Hablo con divorciadas, arrasadas también por la soledad y el abandono. Y me decido a no huir de esta maldita pena negra, a no esquivarla, porque es inútil. No, no voy a intentar apartarla de mí, voy a recrearme en ella, voy a conversar con ella, como hago con Roma, mi perra, sin esperar contestación. Porque en la última clase, con un grupo difícil, algunos alumnos me han retado, han intentado ponerme a prueba, sacarme de mis casillas y yo he actuado con una paciencia inmensa, con la calma de quien ha atendido durante dos meses y medio la agonía de su compañera, de su amante, ante el asedio implacable del cáncer de páncreas. Ella, consumida, en sus últimos estertores, sin carne en las mejillas y todavía hermosa, me ha enseñado muchas cosas, entre otras, que nada me va a turbar como antes y que debo convivir con su constante latencia. Vuelve a sonar el "No surprises" de Radiohead. 

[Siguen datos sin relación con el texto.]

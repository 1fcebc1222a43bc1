// SPDX-License-Identifier: MIT
// Copyright 2026 Roland Dreier <roland@rolandd.dev>

//! Triggers that ask for a recalculation, and the completion notification.

use uuid::Uuid;

use crate::models::RideRecord;
use crate::services::engine::PassReport;
use crate::units::Units;

/// Something changed that may affect equipment totals.
#[derive(Debug, Clone, PartialEq)]
pub enum EquipmentEvent {
    RideAdded { planned: bool },
    RideChanged { planned: bool },
    RideDeleted { planned: bool },
    AthleteLoaded { athlete: String },
    AthleteClosed { athlete: String },
    /// Rides added until `AutoImportCompleted` are picked up by one pass
    AutoImportStarted,
    AutoImportCompleted,
    /// A ride-cache refresh finished
    RefreshEnd,
    UnitsChanged(Units),
    /// The user edited one tile's configuration
    ItemEdited { reference: Uuid },
}

impl EquipmentEvent {
    pub fn ride_added(ride: &RideRecord) -> Self {
        EquipmentEvent::RideAdded {
            planned: ride.planned,
        }
    }

    pub fn ride_changed(ride: &RideRecord) -> Self {
        EquipmentEvent::RideChanged {
            planned: ride.planned,
        }
    }

    pub fn ride_deleted(ride: &RideRecord) -> Self {
        EquipmentEvent::RideDeleted {
            planned: ride.planned,
        }
    }

    /// Reason string passed down to the engine's logs.
    pub fn reason(&self) -> &'static str {
        match self {
            EquipmentEvent::RideAdded { .. } => "ride added",
            EquipmentEvent::RideChanged { .. } => "ride changed",
            EquipmentEvent::RideDeleted { .. } => "ride deleted",
            EquipmentEvent::AthleteLoaded { .. } => "athlete loaded",
            EquipmentEvent::AthleteClosed { .. } => "athlete closed",
            EquipmentEvent::AutoImportStarted => "auto import started",
            EquipmentEvent::AutoImportCompleted => "auto import completed",
            EquipmentEvent::RefreshEnd => "refresh end",
            EquipmentEvent::UnitsChanged(_) => "units changed",
            EquipmentEvent::ItemEdited { .. } => "item edited",
        }
    }
}

/// Published once per committed pass.
#[derive(Debug, Clone)]
pub struct RecalculationComplete {
    /// 1-based count of passes committed by this coordinator
    pub sequence: u64,
    pub report: PassReport,
}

martes, 6 de septiembre de 2022

Hoy he soñado con ella

Hoy he soñado con ella.
Recogía barcos de alta mar
y los llevaba a la orilla
para evitar su naufragio.
Hoy he soñado con ella.
Extraía la sal del agua
hasta que los peces sabían dulces,
como a pan de leche.
Hoy he soñado con ella.
Abrazaba a los marineros
y los besaba en la frente
con delicadeza, suavidad de abuela.
Hoy he soñado con ella.
Esponjosa, efímera, eterna,
que se diría toda de espuma.

domingo, 4 de septiembre de 2022

Eva no irá a clase mañana

Por primera vez desde que empezó como maestra, Eva no comenzará el curso. No, no irá a clase. No se preparará la cartera con esmero, con pulcritud (era un ritual de terciopelo). No se acicalará para acoger a los chicos en su aula, no. Eva no irá a clase. No ha podido planificar con escrúpulo de relojero la programación de sus cursos. No ha tenido ocasión de definir el calendario para cuadrarlo en cada uno de los trimestres, no, porque el calendario ya no existe. Eva no volverá a clase mañana, ni nunca (qué áspero y terrorífico adverbio, "nunca"). No compartirá conmigo el coche, ni moderará mi anarquía, ni cerrará la agenda después de anotar un último detalle, ni conocerá a los nuevos alumnos, ni revolverá el pelo a los que ya estuvieron con ella. No, Eva no irá a clase mañana. Y, acogiéndome a Juan Ramón, los chicos seguirán tronando en el aula, en los pasillos, en el patio; la pizarra se mantendrá verde y el polvo de la tiza seguirá deshaciéndose, blanco; mientras, de fondo, sonará el timbre de la última clase, sin Eva, sin su firmeza, sin sus ojos verdes, sin su tez blanca, sin su entusiasmo por la enseñanza. Eva no irá a clase y yo, casi tampoco. Y quedarán los alumnos tronando.